__Exercise brief__
A line belongs in the answer if it contains "info"; copy every such line from the entries below.

Saved entries
-- Opening Marker --

//! Configuration loading: TOML file with environment variable overrides.
//!
//! Looks for `hamock.toml` in the working directory. Every field has a
//! sensible default so the file is optional. Environment variables take
//! precedence over file values.

use std::path::PathBuf;
use std::str::FromStr;

use serde::Deserialize;

use hamock_domain::system_config::{SystemConfig, UnitSystem};

/// Top-level configuration.
#[derive(Debug, Default, Deserialize)]
#[serde(default)]
pub struct Config {
    /// HTTP server settings.
    pub server: ServerConfig,
    /// Logging settings.
    pub logging: LoggingConfig,
    /// Metadata reported by the Home Assistant mock.
    pub home_assistant: HomeAssistantConfig,
    /// Seed data settings.
    pub fixtures: FixturesConfig,
}

/// HTTP listener configuration.
#[derive(Debug, Deserialize)]
#[serde(default)]
pub struct ServerConfig {
    /// Address to bind to (e.g. `0.0.0.0`).
    pub host: String,
    /// TCP port.
    pub port: u16,
}

/// Logging configuration.
#[derive(Debug, Deserialize)]
#[serde(default)]
pub struct LoggingConfig {
    /// Base level (`error`, `warn`, `info`, `debug`, `trace`).
    pub level: String,
    /// Full filter directive (`RUST_LOG` syntax), overrides `level`.
    pub filter: Option<String>,
}

/// Home Assistant mock metadata, served by `GET /api/config`.
#[derive(Debug, Deserialize)]
#[serde(default)]
pub struct HomeAssistantConfig {
    pub version: String,
    pub location_name: String,
    pub latitude: f64,
    pub longitude: f64,
    pub elevation: i64,
    pub unit_system: UnitSystemConfig,
    pub timezone: String,
    pub components: Vec<String>,
}

#[derive(Debug, Deserialize)]
#[serde(default)]
pub struct UnitSystemConfig {
    pub length: String,
    pub mass: String,
    pub temperature: String,
    pub volume: String,
}

/// Seed data configuration.
#[derive(Debug, Default, Deserialize)]
#[serde(default)]
pub struct FixturesConfig {
    /// JSON file replacing the built-in home.
    pub states_path: Option<PathBuf>,
}

impl Config {
    /// Load configuration from `hamock.toml` (if present) then apply
    /// environment-variable overrides.
    ///
    /// # Errors
    ///
    /// Returns an error if the TOML file exists but is malformed, or if an
    /// override or the resulting configuration is invalid.
    pub fn load() -> Result<Self, ConfigError> {
        let mut config = Self::from_file("hamock.toml")?;
        config.apply_overrides(|key| std::env::var(key).ok())?;
        config.validate()?;
        Ok(config)
    }

    fn from_file(path: &str) -> Result<Self, ConfigError> {
        match std::fs::read_to_string(path) {
            Ok(content) => toml::from_str(&content).map_err(ConfigError::Parse),
            Err(err) if err.kind() == std::io::ErrorKind::NotFound => Ok(Self::default()),
            Err(err) => Err(ConfigError::Io(err)),
        }
    }

    fn apply_overrides<F>(&mut self, var: F) -> Result<(), ConfigError>
    where
        F: Fn(&str) -> Option<String>,
    {
        if let Some(val) = var("SERVER_HOST") {
            self.server.host = val;
        }
        if let Some(val) = var("SERVER_PORT") {
            self.server.port = parse_var("SERVER_PORT", &val)?;
        }
        if let Some(val) = var("LOG_LEVEL") {
            self.logging.level = val;
        }
        if let Some(val) = var("RUST_LOG") {
            self.logging.filter = Some(val);
        }
        if let Some(val) = var("HAMOCK_STATES_PATH") {
            self.fixtures.states_path = Some(PathBuf::from(val));
        }

        let ha = &mut self.home_assistant;
        if let Some(val) = var("HOME_ASSISTANT_VERSION") {
            ha.version = val;
        }
        if let Some(val) = var("HOME_ASSISTANT_LOCATION_NAME") {
            ha.location_name = val;
        }
        if let Some(val) = var("HOME_ASSISTANT_LATITUDE") {
            ha.latitude = parse_var("HOME_ASSISTANT_LATITUDE", &val)?;
        }
        if let Some(val) = var("HOME_ASSISTANT_LONGITUDE") {
            ha.longitude = parse_var("HOME_ASSISTANT_LONGITUDE", &val)?;
        }
        if let Some(val) = var("HOME_ASSISTANT_ELEVATION") {
            ha.elevation = parse_var("HOME_ASSISTANT_ELEVATION", &val)?;
        }
        if let Some(val) = var("HOME_ASSISTANT_UNIT_SYSTEM_LENGTH") {
            ha.unit_system.length = val;
        }
        if let Some(val) = var("HOME_ASSISTANT_UNIT_SYSTEM_MASS") {
            ha.unit_system.mass = val;
        }
        if let Some(val) = var("HOME_ASSISTANT_UNIT_SYSTEM_TEMPERATURE") {
            ha.unit_system.temperature = val;
        }
        if let Some(val) = var("HOME_ASSISTANT_UNIT_SYSTEM_VOLUME") {
            ha.unit_system.volume = val;
        }
        if let Some(val) = var("HOME_ASSISTANT_TIMEZONE") {
            ha.timezone = val;
        }
        if let Some(val) = var("HOME_ASSISTANT_COMPONENTS") {
            ha.components = val
                .split(',')
                .map(str::trim)
                .filter(|c| !c.is_empty())
                .map(ToString::to_string)
                .collect();
        }
        Ok(())
    }

    fn validate(&self) -> Result<(), ConfigError> {
        if self.server.port == 0 {
            return Err(ConfigError::Validation("port must be non-zero".to_string()));
        }
        Ok(())
    }

    /// Return the `host:port` bind address.
    #[must_use]
    pub fn bind_addr(&self) -> String {
        format!("{}:{}", self.server.host, self.server.port)
    }

    /// Filter directive for `tracing_subscriber::EnvFilter`.
    #[must_use]
    pub fn log_filter(&self) -> &str {
        self.logging.filter.as_deref().unwrap_or(&self.logging.level)
    }

    /// Whether each HTTP request should be logged.
    #[must_use]
    pub fn request_logging(&self) -> bool {
        matches!(
            self.logging.level.to_ascii_lowercase().as_str(),
            "info" | "debug" | "trace"
        )
    }

    /// Build the hub metadata snapshot.
    #[must_use]
    pub fn system_config(&self) -> SystemConfig {
        let ha = &self.home_assistant;
        SystemConfig {
            location_name: ha.location_name.clone(),
            latitude: ha.latitude,
            longitude: ha.longitude,
            elevation: ha.elevation,
            unit_system: UnitSystem {
                length: ha.unit_system.length.clone(),
                mass: ha.unit_system.mass.clone(),
                temperature: ha.unit_system.temperature.clone(),
                volume: ha.unit_system.volume.clone(),
            },
            timezone: ha.timezone.clone(),
            components: ha.components.clone(),
            version: ha.version.clone(),
            ..SystemConfig::default()
        }
    }
}

fn parse_var<T: FromStr>(key: &str, value: &str) -> Result<T, ConfigError> {
    value
        .trim()
        .parse()
        .map_err(|_| ConfigError::Validation(format!("invalid value {value:?} for {key}")))
}

impl Default for ServerConfig {
    fn default() -> Self {
        Self {
            host: "0.0.0.0".to_string(),
            port: 3000,
        }
    }
}

impl Default for LoggingConfig {
    fn default() -> Self {
        Self {
            level: "info".to_string(),
            filter: None,
        }
    }
}

impl Default for HomeAssistantConfig {
    fn default() -> Self {
        let defaults = SystemConfig::default();
        Self {
            version: defaults.version,
            location_name: defaults.location_name,
            latitude: defaults.latitude,
            longitude: defaults.longitude,
            elevation: defaults.elevation,
            unit_system: UnitSystemConfig::default(),
            timezone: defaults.timezone,
            components: defaults.components,
        }
    }
}

impl Default for UnitSystemConfig {
    fn default() -> Self {
        let UnitSystem {
            length,
            mass,
            temperature,
            volume,
        } = UnitSystem::default();
        Self {
            length,
            mass,
            temperature,
            volume,
        }
    }
}

/// Configuration errors.
#[derive(Debug, thiserror::Error)]
pub enum ConfigError {
    /// TOML parse failure.
    #[error("failed to parse config file")]
    Parse(#[from] toml::de::Error),
    /// File I/O failure.
    #[error("failed to read config file")]
    Io(#[from] std::io::Error),
    /// Semantic validation failure.
    #[error("invalid configuration: {0}")]
    Validation(String),
}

-- Closing Marker --

__Solution for this problem__
    /// Base level (`error`, `warn`, `info`, `debug`, `trace`).
            "info" | "debug" | "trace"
            level: "info".to_string(),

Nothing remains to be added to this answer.